■ MATERIALS PROVIDED:
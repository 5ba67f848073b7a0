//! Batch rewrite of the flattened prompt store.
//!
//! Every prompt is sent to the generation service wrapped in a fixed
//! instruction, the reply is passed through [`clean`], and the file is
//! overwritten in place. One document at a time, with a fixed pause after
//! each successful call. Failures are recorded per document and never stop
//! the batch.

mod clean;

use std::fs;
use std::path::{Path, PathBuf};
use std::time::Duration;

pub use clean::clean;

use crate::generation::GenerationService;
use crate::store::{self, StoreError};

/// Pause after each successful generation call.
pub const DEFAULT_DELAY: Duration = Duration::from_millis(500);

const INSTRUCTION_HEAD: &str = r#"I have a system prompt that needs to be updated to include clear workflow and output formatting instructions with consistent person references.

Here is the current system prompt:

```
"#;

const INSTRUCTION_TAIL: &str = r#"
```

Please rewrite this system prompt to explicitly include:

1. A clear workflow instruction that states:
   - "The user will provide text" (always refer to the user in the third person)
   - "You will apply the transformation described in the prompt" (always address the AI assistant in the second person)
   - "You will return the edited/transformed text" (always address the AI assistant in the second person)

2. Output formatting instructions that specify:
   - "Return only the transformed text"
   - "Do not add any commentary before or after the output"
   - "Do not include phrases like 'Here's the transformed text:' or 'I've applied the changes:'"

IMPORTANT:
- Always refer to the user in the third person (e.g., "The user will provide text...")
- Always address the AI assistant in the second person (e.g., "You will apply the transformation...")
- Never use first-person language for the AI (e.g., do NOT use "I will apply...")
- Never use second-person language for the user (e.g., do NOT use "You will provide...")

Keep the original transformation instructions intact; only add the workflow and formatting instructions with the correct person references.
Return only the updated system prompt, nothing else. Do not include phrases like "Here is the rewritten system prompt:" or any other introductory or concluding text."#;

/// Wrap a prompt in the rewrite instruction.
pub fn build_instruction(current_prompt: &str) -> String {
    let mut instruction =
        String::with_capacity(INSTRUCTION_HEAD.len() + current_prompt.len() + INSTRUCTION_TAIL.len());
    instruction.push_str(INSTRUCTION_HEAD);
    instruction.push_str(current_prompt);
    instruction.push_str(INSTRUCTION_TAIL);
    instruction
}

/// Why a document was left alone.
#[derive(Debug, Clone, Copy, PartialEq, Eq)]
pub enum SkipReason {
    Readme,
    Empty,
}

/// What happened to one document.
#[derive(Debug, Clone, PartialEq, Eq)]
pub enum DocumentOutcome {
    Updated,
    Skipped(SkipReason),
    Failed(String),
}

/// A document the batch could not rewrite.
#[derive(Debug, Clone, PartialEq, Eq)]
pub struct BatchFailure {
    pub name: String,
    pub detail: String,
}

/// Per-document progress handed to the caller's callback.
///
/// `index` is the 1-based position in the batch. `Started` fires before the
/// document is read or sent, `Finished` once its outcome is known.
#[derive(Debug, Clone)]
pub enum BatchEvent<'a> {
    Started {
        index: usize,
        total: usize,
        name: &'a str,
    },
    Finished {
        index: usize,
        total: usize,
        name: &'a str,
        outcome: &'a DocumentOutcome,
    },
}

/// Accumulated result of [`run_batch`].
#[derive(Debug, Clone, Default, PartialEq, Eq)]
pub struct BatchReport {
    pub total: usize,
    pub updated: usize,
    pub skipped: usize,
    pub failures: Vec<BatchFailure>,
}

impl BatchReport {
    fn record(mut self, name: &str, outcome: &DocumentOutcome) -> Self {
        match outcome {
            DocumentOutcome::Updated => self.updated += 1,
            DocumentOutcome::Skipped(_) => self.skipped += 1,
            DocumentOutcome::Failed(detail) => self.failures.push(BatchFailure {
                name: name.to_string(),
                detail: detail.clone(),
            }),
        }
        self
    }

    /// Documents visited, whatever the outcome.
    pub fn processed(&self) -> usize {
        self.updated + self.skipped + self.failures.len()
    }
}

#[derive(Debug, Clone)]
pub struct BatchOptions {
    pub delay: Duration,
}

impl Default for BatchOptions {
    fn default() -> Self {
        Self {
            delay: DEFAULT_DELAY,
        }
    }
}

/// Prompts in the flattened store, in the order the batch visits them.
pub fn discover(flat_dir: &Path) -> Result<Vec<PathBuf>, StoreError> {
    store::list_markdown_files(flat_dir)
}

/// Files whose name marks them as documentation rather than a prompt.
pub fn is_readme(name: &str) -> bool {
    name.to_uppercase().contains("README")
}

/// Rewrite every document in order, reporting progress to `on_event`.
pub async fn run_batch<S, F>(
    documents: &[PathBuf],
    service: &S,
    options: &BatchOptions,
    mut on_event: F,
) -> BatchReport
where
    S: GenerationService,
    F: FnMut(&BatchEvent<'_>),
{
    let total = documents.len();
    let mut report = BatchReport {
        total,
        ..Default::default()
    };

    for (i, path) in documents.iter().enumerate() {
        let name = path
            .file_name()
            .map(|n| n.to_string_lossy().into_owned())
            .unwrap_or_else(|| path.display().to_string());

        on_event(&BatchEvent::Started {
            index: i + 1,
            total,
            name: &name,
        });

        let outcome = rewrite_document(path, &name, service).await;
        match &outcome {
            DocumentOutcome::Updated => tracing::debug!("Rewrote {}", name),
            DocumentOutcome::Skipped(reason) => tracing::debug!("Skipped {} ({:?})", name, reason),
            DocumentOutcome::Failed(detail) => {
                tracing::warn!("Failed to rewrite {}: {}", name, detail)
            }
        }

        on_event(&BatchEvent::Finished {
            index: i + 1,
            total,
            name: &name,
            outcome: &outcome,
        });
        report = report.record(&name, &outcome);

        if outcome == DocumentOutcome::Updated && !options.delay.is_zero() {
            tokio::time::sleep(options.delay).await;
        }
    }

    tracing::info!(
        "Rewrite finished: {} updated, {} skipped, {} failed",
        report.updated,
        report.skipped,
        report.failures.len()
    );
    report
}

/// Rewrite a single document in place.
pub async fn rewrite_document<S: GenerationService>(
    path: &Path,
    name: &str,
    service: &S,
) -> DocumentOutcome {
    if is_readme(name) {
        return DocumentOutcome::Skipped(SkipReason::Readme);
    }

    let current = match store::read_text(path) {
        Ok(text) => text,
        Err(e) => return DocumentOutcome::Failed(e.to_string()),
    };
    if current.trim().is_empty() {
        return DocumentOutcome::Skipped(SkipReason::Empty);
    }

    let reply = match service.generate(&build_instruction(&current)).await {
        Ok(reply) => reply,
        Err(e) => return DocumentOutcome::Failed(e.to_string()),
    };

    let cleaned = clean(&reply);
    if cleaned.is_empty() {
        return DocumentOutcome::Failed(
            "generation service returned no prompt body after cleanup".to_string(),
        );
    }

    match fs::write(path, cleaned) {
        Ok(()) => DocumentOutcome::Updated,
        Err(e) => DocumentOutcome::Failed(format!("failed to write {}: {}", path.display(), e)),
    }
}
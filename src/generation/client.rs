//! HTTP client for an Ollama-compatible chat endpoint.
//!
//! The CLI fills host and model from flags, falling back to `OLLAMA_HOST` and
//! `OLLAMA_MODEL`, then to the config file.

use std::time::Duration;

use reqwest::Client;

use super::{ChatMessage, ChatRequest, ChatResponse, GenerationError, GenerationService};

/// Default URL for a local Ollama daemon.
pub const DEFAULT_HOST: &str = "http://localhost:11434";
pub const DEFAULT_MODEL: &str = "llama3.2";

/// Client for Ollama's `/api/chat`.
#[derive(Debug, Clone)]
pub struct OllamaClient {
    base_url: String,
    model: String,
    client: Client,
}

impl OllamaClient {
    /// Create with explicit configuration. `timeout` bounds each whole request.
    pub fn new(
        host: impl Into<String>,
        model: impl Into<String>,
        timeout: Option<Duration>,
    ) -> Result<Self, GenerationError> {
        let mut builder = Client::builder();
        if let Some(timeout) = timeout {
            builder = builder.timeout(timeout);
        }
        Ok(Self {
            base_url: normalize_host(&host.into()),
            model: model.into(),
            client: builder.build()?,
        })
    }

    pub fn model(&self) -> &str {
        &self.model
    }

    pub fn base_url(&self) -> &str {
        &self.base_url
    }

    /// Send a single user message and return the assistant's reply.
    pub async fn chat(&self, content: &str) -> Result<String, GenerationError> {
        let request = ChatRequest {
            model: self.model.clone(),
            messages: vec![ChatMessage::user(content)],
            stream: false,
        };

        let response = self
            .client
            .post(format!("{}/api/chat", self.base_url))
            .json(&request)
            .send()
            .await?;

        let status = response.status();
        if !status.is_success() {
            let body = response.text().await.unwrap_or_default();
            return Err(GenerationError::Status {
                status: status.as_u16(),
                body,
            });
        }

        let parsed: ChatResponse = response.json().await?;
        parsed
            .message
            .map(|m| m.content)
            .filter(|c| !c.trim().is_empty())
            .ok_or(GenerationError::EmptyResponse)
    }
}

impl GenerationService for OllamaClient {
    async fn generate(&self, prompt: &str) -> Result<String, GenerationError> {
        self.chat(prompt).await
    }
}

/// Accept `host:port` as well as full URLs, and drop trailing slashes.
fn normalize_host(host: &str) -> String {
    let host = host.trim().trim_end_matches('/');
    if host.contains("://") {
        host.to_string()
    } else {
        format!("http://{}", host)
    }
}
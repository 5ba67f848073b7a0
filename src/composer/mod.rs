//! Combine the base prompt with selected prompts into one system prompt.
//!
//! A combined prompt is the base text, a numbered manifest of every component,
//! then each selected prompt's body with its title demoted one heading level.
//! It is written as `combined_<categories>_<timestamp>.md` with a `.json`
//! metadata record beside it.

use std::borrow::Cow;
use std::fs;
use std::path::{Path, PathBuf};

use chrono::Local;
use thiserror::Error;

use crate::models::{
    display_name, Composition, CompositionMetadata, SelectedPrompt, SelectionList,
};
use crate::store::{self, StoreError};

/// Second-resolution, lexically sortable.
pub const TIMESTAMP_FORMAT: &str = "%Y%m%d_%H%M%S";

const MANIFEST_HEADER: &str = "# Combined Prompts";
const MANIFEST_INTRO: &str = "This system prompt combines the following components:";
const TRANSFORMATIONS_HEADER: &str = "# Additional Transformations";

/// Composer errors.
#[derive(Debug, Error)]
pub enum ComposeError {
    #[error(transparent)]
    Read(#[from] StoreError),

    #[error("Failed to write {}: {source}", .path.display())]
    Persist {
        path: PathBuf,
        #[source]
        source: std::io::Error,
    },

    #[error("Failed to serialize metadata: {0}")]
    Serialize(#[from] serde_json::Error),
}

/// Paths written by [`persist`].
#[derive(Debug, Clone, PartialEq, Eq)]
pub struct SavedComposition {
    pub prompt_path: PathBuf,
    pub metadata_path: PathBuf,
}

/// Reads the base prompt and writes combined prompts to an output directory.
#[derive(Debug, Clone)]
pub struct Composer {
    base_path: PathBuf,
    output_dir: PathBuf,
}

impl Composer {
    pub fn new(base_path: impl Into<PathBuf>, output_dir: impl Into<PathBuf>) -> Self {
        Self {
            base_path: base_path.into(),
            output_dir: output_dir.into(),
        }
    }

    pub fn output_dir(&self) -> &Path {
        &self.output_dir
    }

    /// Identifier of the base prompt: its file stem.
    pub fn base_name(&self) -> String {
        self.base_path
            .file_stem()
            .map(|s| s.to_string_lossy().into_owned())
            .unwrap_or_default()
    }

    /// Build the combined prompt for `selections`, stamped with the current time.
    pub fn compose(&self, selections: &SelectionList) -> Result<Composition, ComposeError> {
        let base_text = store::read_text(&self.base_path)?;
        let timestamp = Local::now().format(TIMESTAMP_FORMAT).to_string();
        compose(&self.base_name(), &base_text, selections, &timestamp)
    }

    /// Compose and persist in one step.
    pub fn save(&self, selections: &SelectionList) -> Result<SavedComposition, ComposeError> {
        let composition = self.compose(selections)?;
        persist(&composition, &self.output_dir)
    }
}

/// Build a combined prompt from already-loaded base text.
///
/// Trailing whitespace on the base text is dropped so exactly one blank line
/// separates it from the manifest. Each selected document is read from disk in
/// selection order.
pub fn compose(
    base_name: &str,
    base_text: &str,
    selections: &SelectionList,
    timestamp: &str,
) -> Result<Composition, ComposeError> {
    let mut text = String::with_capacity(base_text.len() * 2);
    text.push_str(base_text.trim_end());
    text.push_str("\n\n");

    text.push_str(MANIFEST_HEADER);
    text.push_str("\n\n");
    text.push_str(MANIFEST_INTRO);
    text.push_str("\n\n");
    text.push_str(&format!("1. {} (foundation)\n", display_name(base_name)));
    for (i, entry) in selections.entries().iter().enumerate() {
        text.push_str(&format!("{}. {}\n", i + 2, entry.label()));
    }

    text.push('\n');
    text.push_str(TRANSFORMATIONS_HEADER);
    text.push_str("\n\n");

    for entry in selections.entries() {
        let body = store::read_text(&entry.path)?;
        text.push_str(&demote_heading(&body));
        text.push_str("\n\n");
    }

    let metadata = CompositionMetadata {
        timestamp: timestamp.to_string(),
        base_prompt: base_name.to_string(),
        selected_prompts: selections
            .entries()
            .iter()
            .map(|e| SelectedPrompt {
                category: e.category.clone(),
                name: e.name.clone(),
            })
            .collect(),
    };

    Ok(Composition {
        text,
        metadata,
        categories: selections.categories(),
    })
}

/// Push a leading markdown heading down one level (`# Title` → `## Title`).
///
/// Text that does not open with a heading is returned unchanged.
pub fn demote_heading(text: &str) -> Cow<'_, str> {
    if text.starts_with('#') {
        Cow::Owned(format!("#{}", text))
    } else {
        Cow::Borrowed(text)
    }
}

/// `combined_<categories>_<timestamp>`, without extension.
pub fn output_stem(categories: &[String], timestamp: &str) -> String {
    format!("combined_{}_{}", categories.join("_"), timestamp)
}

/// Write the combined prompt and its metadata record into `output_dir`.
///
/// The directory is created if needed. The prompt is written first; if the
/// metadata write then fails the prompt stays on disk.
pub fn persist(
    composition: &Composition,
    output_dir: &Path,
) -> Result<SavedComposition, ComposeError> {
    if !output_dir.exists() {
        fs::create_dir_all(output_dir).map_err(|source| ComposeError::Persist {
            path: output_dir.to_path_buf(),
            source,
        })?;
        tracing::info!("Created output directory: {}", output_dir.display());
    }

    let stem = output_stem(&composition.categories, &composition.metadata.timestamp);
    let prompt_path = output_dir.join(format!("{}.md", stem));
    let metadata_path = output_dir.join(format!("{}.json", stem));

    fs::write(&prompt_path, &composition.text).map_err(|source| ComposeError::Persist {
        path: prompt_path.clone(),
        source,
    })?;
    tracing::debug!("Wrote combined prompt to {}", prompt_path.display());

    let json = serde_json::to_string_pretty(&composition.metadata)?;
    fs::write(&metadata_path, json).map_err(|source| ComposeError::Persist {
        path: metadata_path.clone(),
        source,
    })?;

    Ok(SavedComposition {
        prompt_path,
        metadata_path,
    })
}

■ ASSIGNMENT: Please show every line above that includes the word "PathBuf".

■ FINISHED EXERCISE:
use std::path::{Path, PathBuf};
pub fn discover(flat_dir: &Path) -> Result<Vec<PathBuf>, StoreError> {
    documents: &[PathBuf],
use std::path::{Path, PathBuf};
        path: PathBuf,
    pub prompt_path: PathBuf,
    pub metadata_path: PathBuf,
    base_path: PathBuf,
    output_dir: PathBuf,
    pub fn new(base_path: impl Into<PathBuf>, output_dir: impl Into<PathBuf>) -> Self {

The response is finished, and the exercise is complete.